An AIU team headed by deputy commissioner of Customs Sameer Wankhede first stopped Edyma Siregar, 45, an Indonesian woman, on her arrival at the airport soon after she alighted from the Ethiopian Airlines plane at 5am on Wednesday.

Her accomplice, Ly Lygocle, 64, a Vietnamese national, who was walking some distance behind her, panicked and rushed to the immigration counter, ostensibly to purchase the 40-dollar one-day transit visa so that she could exit from the airport.

However, she was also stopped, as the officials had become suspicious of her movements. On checking their luggage, each carrying a suitcase, the authorities found the cocaine in the false bottoms of the bags.

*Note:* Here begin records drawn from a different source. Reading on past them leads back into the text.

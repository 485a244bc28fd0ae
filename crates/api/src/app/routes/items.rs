use std::sync::Arc;

use axum::{
    extract::{Extension, Path},
    http::StatusCode,
    response::IntoResponse,
    Json,
};

use stockroom_core::DomainError;

use crate::app::dto::{BodyKind, ItemResponse, MessageResponse, Payload};
use crate::app::errors;
use crate::app::html::{redirect_with_flash, Flash, Pages};
use crate::app::routes::common::{parse_item_id, parse_warehouse_id};
use crate::app::services::AppServices;

pub const ITEM_ADDED: &str = "Item added successfully";
pub const ITEM_REMOVED: &str = "Item removed successfully";

/// JSON bodies answer 201 with the item; form submissions redirect back to
/// the warehouse page.
pub async fn add_item(
    Extension(services): Extension<Arc<AppServices>>,
    Extension(pages): Extension<Arc<Pages>>,
    Path(id): Path<String>,
    body: Payload,
) -> axum::response::Response {
    let Some(warehouse_id) = parse_warehouse_id(&id) else {
        return match body.kind() {
            BodyKind::Json => errors::domain_error_to_response(DomainError::WarehouseNotFound),
            BodyKind::Form => pages.not_found(&DomainError::WarehouseNotFound.to_string()),
        };
    };

    let name = body.text("name").unwrap_or_default();
    let quantity = body.quantity("quantity");
    let result = services.warehouses.add_item(warehouse_id, &name, &quantity).await;

    let view = format!("/warehouses/{warehouse_id}/view");
    match (body.kind(), result) {
        (BodyKind::Json, Ok(item)) => (StatusCode::CREATED, Json(ItemResponse::from(&item))).into_response(),
        (BodyKind::Json, Err(e)) => errors::domain_error_to_response(e),
        (BodyKind::Form, Ok(_)) => redirect_with_flash(&view, &Flash::success(ITEM_ADDED)),
        (BodyKind::Form, Err(e)) => pages.form_failure(e, &view),
    }
}

/// Succeeds only when the item belongs to the warehouse in the path.
pub async fn remove_item(
    Extension(services): Extension<Arc<AppServices>>,
    Path((id, item_id)): Path<(String, String)>,
) -> axum::response::Response {
    let (Some(warehouse_id), Some(item_id)) = (parse_warehouse_id(&id), parse_item_id(&item_id)) else {
        return errors::domain_error_to_response(DomainError::item_not_found());
    };

    match services.warehouses.remove_item(warehouse_id, item_id).await {
        Ok(()) => Json(MessageResponse { message: ITEM_REMOVED }).into_response(),
        Err(e) => errors::domain_error_to_response(e),
    }
}

pub async fn get_item(
    Extension(services): Extension<Arc<AppServices>>,
    Path(item_id): Path<String>,
) -> axum::response::Response {
    let Some(item_id) = parse_item_id(&item_id) else {
        return errors::domain_error_to_response(DomainError::item_not_found());
    };

    match services.warehouses.get_item(item_id).await {
        Ok(item) => Json(ItemResponse::from(&item)).into_response(),
        Err(e) => errors::domain_error_to_response(e),
    }
}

During questioning, the women said that they were given $2,000 (Rs1.11 lakh) each to deliver the drug, and claimed they were taking it to other countries. While Siregar said she was given the drug by her boyfriend in Benin, and was to deliver it in East Timor, a Southeast Asian country, Lygocle said she also got the cocaine in Benin, and was asked to smuggle it to Indonesia.

The AIU, however, suspects the two are giving false statements to protect the identity of the Mumbai recipient. “They had Mumbai stamps on their passports, and we suspect that they were to take a halt in the city to deliver the cocaine,” the official said.